11 de junho de 2012

Rio+20


O mundo está adoentado, e o causador dessa enfermidade é o seu inquilino, conhecido como homus sapiens, ou o homem sábio. Nem tanto, as fotos não mentem, e a poluição vai desde o espaço sideral, com suas parafernálias abandonadas, até a baia da Guanabara, bela e poluída, que necessitará de uns trinta anos para se tornar limpa, conforme nos entregou a natureza. A Rio+20, é sucessora da ECO-92, que tem como meta o desenvolvimento sustentável, como saída para diminuir o lixo, em todos os quadrantes. Os sólidos são depositados no universo, na terra, no ar e no mar.
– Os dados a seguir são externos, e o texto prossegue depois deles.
//! # topoclient
//!
//! Blocking HTTP client for the topology server.
//!
//! This crate provides:
//! - [`HttpTopoClient`], an implementation of [`reconcile::TopoClient`]
//!   (service template lookup, module create/update/delete)
//! - set template endpoints: fetching module diffs for sets and triggering
//!   a server-side sync
//!
//! Every request carries the request id of its [`reconcile::RequestContext`]
//! and is bounded by the context's remaining deadline. Failures are never
//! retried here.

#![warn(missing_docs)]

pub mod envelope;
pub mod http;

pub use envelope::Envelope;
pub use http::{HttpTopoClient, REQUEST_ID_HEADER, SUPPLIER_ACCOUNT_HEADER, USER_HEADER};
pub mod config;
pub mod diff;
pub mod register;
pub mod sync;

use crate::Context;
use reconcile::RequestContext;
use topoclient::HttpTopoClient;

/// Topology client for the configured server
pub fn topo_client(ctx: &Context) -> HttpTopoClient {
    let topo = &ctx.config.topo;
    HttpTopoClient::new(&topo.endpoint)
        .with_user(&topo.user)
        .with_supplier_account(&topo.supplier_account)
}

/// Fresh request context bounded by the configured timeout
pub fn request_context(ctx: &Context) -> RequestContext {
    let request = RequestContext::generate();
    match ctx.config.topo.timeout() {
        Some(timeout) => request.with_timeout(timeout),
        None => request,
    }
}

/// Drop repeated ids, keeping first occurrences in order
pub fn distinct(ids: &[i64]) -> Vec<i64> {
    let mut seen = Vec::with_capacity(ids.len());
    for id in ids {
        if !seen.contains(id) {
            seen.push(*id);
        }
    }
    seen
}
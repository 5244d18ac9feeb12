//! Backend traits and implementations for coordination services.
//!
//! The primary implementation is [`etcd::EtcdBackend`], which speaks the
//! etcd v2 keys API over HTTP.
//!
//! # Testing
//!
//! Use [`MockBackend`] for testing without network access:
//!
//! ```
//! use registry::backend::{Backend, MockBackend};
//!
//! let mock = MockBackend::new();
//! mock.register("/services/setsync", r#"{"ip":"10.0.0.5"}"#).unwrap();
//! assert_eq!(mock.registrations().len(), 1);
//! ```

pub mod etcd;

use crate::error::{Error, Result};
use std::sync::{Arc, Mutex};

/// Backend trait for a coordination service.
pub trait Backend: Send + Sync {
    /// Publish `value` under `path`.
    fn register(&self, path: &str, value: &str) -> Result<()>;

    /// Check that the service is reachable and healthy.
    fn ping(&self) -> Result<()>;
}

#[derive(Debug, Default)]
struct MockState {
    registrations: Vec<(String, String)>,
    pings: usize,
    unhealthy: bool,
}

/// In-memory backend for testing without network access.
#[derive(Debug, Clone, Default)]
pub struct MockBackend {
    state: Arc<Mutex<MockState>>,
}

impl MockBackend {
    /// Create a new healthy mock backend.
    #[must_use]
    pub fn new() -> Self {
        Self::default()
    }

    /// Make every subsequent call fail as unhealthy.
    pub fn set_unhealthy(&self, unhealthy: bool) {
        self.state.lock().unwrap().unhealthy = unhealthy;
    }

    /// All `(path, value)` pairs registered so far.
    pub fn registrations(&self) -> Vec<(String, String)> {
        self.state.lock().unwrap().registrations.clone()
    }

    /// Number of pings received.
    pub fn pings(&self) -> usize {
        self.state.lock().unwrap().pings
    }
}

impl Backend for MockBackend {
    fn register(&self, path: &str, value: &str) -> Result<()> {
        let mut state = self.state.lock().unwrap();
        if state.unhealthy {
            return Err(Error::Unhealthy("mock backend down".to_string()));
        }
        state
            .registrations
            .push((path.to_string(), value.to_string()));
        Ok(())
    }

    fn ping(&self) -> Result<()> {
        let mut state = self.state.lock().unwrap();
        state.pings += 1;
        if state.unhealthy {
            return Err(Error::Unhealthy("mock backend down".to_string()));
        }
        Ok(())
    }
}
/*
 * Responsibility
 * - GET /session: 認証済みアイデンティティの echo
 * - gate → extractor の配線を通す、保護対象 route の最小例
 */
use axum::{Json, response::IntoResponse};
use serde_json::json;

use crate::api::v1::extractors::SessionCtxExtractor;

pub async fn current_session(SessionCtxExtractor(ctx): SessionCtxExtractor) -> impl IntoResponse {
    Json(json!({ "success": true, "user": { "id": ctx.id } }))
}
pub mod session_ctx;

pub use session_ctx::{SessionCtx, SessionCtxExtractor};
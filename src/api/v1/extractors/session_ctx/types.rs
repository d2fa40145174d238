/*
 * Responsibility
 * - Handler から見える「認証済みコンテキスト」の型
 * - middleware が検証して request extensions に格納し、handler はこの型だけを受け取る
 *
 * Notes
 * - トークンの検証ロジックは middleware/services 側の責務
 * - ここは「型（契約）」として固定化する
 */

/// 認証済みのリクエストに付与されるコンテキスト
///
/// - `id` はログイン時にトークンへ埋め込まれたユーザー識別子
/// - 寿命は 1 リクエスト。永続化しない
#[derive(Debug, Clone)]
pub struct SessionCtx {
    pub id: String,
}

impl SessionCtx {
    pub fn new(id: impl Into<String>) -> Self {
        Self { id: id.into() }
    }
}
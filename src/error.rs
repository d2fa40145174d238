/*
 * Responsibility
 * - API 共通の失敗ボディ { success: false, msg } の定義
 * - アプリ共通の AppError 定義と IntoResponse 実装
 */
use axum::{
    Json,
    http::StatusCode,
    response::{IntoResponse, Response},
};
use serde::Serialize;
use thiserror::Error;

/// 認証ゲートが返す共通の拒否ボディ
///
/// status code は設定せず、既定の 200 のまま返す（既知の挙動）。
/// 変えるなら IntoResponse をここで変えるだけ。
#[derive(Debug, Serialize)]
pub struct ApiReject {
    pub success: bool,
    pub msg: String,
}

impl ApiReject {
    pub fn msg(msg: impl Into<String>) -> Self {
        Self {
            success: false,
            msg: msg.into(),
        }
    }
}

impl IntoResponse for ApiReject {
    fn into_response(self) -> Response {
        // status は敢えて設定しない
        Json(self).into_response()
    }
}

#[derive(Debug, Error)]
pub enum AppError {
    #[error("unauthorized")]
    Unauthorized,
}

impl IntoResponse for AppError {
    fn into_response(self) -> Response {
        let (status, msg) = match self {
            // extractor が SessionCtx を見つけられなかった場合など
            // (ゲートが掛かっていない route に extractor を置いたミス)
            AppError::Unauthorized => (StatusCode::UNAUTHORIZED, "unauthorized"),
        };

        (status, Json(ApiReject::msg(msg))).into_response()
    }
}
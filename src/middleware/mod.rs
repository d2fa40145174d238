pub mod session_gate;
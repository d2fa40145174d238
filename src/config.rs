/*
 * Responsibility
 * - 環境変数や設定の読み込み (TOKEN_SECRET, Cookie 名など)
 * - 設定値のバリデーション (不足なら起動失敗)
 */
use std::fmt;
use std::net::SocketAddr;
use std::str::FromStr;

#[derive(Debug, Clone, Copy, PartialEq, Eq)]
pub enum AppEnv {
    Development,
    Production,
}

impl AppEnv {
    pub fn from_env() -> Self {
        match std::env::var("APP_ENV")
            .unwrap_or_else(|_| "development".to_string())
            .to_ascii_lowercase()
            .as_str()
        {
            "production" | "prod" => Self::Production,
            _ => Self::Development,
        }
    }

    pub fn is_production(&self) -> bool {
        matches!(self, Self::Production)
    }
}

#[derive(Debug)]
pub enum ConfigError {
    Missing(&'static str),
    Invalid(&'static str),
}

impl fmt::Display for ConfigError {
    fn fmt(&self, f: &mut fmt::Formatter<'_>) -> fmt::Result {
        match self {
            ConfigError::Missing(key) => write!(f, "missing configuration: {}", key),
            ConfigError::Invalid(key) => write!(f, "invalid configuration: {}", key),
        }
    }
}

impl std::error::Error for ConfigError {}

pub struct Config {
    pub addr: SocketAddr,
    pub app_env: AppEnv,

    /// セッション JWT の署名検証に使う共有シークレット
    pub token_secret: String,
    /// セッショントークンを運ぶ Cookie 名
    pub session_cookie_name: String,
    /// exp 検証の許容ずれ（秒）。既定 0
    pub token_leeway_seconds: u64,
}

impl Config {
    pub fn from_env() -> Result<Self, ConfigError> {
        dotenvy::dotenv().ok();

        let port: u16 = std::env::var("PORT")
            .ok()
            .and_then(|s| s.parse().ok())
            .unwrap_or(3000);

        let addr: SocketAddr = SocketAddr::from_str(&format!("0.0.0.0:{}", port))
            .map_err(|_| ConfigError::Invalid("PORT"))?;

        let app_env = AppEnv::from_env();

        let token_secret =
            std::env::var("TOKEN_SECRET").map_err(|_| ConfigError::Missing("TOKEN_SECRET"))?;
        if token_secret.trim().is_empty() {
            return Err(ConfigError::Invalid("TOKEN_SECRET"));
        }

        let session_cookie_name =
            std::env::var("SESSION_COOKIE_NAME").unwrap_or_else(|_| "inkly_token".to_string());

        let token_leeway_seconds = std::env::var("TOKEN_LEEWAY_SECONDS")
            .ok()
            .and_then(|v| v.parse::<u64>().ok())
            .unwrap_or(0);

        Ok(Self {
            addr,
            app_env,
            token_secret,
            session_cookie_name,
            token_leeway_seconds,
        })
    }
}
/*
 * Responsibility
 * - Config読み込み → 依存生成 → Router 組み立て
 * - Middleware の適用 (session gate / trace)
 * - axum::serve() で起動
 */
use std::{panic, process, sync::Arc};

use anyhow::Result;
use axum::{Router, routing::get};
use tower_http::trace::TraceLayer;
use tracing_subscriber::{layer::SubscriberExt, util::SubscriberInitExt};

use crate::api;
use crate::api::v1::handlers::health::health;
use crate::config::Config;
use crate::middleware::session_gate;
use crate::services::session::SessionVerifier;
use crate::state::AppState;

fn init_tracing() {
    // Prefer RUST_LOG if set; otherwise use a sensible default.
    // Ex:
    // RUST_LOG=info,inkly_api=debug,tower_http=debug cargo run
    let filter = tracing_subscriber::EnvFilter::try_from_default_env()
        .unwrap_or_else(|_| tracing_subscriber::EnvFilter::new("info,tower_http=info"));

    tracing_subscriber::registry()
        .with(filter)
        .with(tracing_subscriber::fmt::layer())
        .init();
}

fn init_panic_hook(abort_on_panic: bool) {
    // Keep the default hook as a fallback (prints to stderr with location/payload).
    let default_hook = panic::take_hook();

    panic::set_hook(Box::new(move |info| {
        // Always surface panics via tracing so they don't get "lost"
        // (stderr can be hidden depending on how the process is launched.)
        tracing::error!(?info, "panic");

        // In development, fail fast: crash the whole process so we notice immediately.
        // In production, prefer the default behavior (stderr) and let the server keep running.
        if abort_on_panic {
            process::abort();
        } else {
            default_hook(info);
        }
    }))
}

pub async fn run() -> Result<()> {
    init_tracing();
    let config = Config::from_env()?;

    let abort_on_panic = !config.app_env.is_production();
    init_panic_hook(abort_on_panic);

    tracing::info!(
        "starting API in {:?} mode on {}",
        config.app_env,
        config.addr
    );

    let state = build_state(&config);
    let app = build_router(state);

    let listener = tokio::net::TcpListener::bind(config.addr).await?;
    axum::serve(listener, app).await?;
    Ok(())
}

fn build_state(config: &Config) -> AppState {
    // Build process-level services here and inject them into the shared application state.
    let sessions = SessionVerifier::new(&config.token_secret, config.token_leeway_seconds);

    AppState::new(Arc::new(sessions), config.session_cookie_name.as_str())
}

fn build_router(state: AppState) -> Router {
    let v1 = api::v1::routes();
    let v1 = session_gate::apply(v1, state.clone());

    Router::new()
        .route("/health", get(health))
        .nest("/api/v1", v1)
        .layer(TraceLayer::new_for_http())
        .with_state(state)
}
Há quem afirme, que os mandatários mais poderosos, tendem a não estarem presentes, tomando como exemplos, a chefe do governo alemão - Angela Merkell, Barack Hussein Obama. A primeira envolvida com a crise européia, e o segundo; bastante preocupado com a reeleição. Há um cheiro de fracasso no ar da Rio+20. Pois, em momentos bicudos - leia-se crise financeira - a questão ambiental certamente ficará em segundo plano, igual tratamento, se dá aos processos culturais. Esses huguenotes, francos, anglos, germânicos e outros, não cuidaram das suas matas, e muito menos dos seus mananciais. Não há registro, de uma campanha por parte deles, na direção de (re)florestar ou acabar com o lixo “sanitário”, contaminador dos lençois freáticos. É sempre bom lembrar a “Carta do Cacique Seattle”, que é conseqüente e atemporal.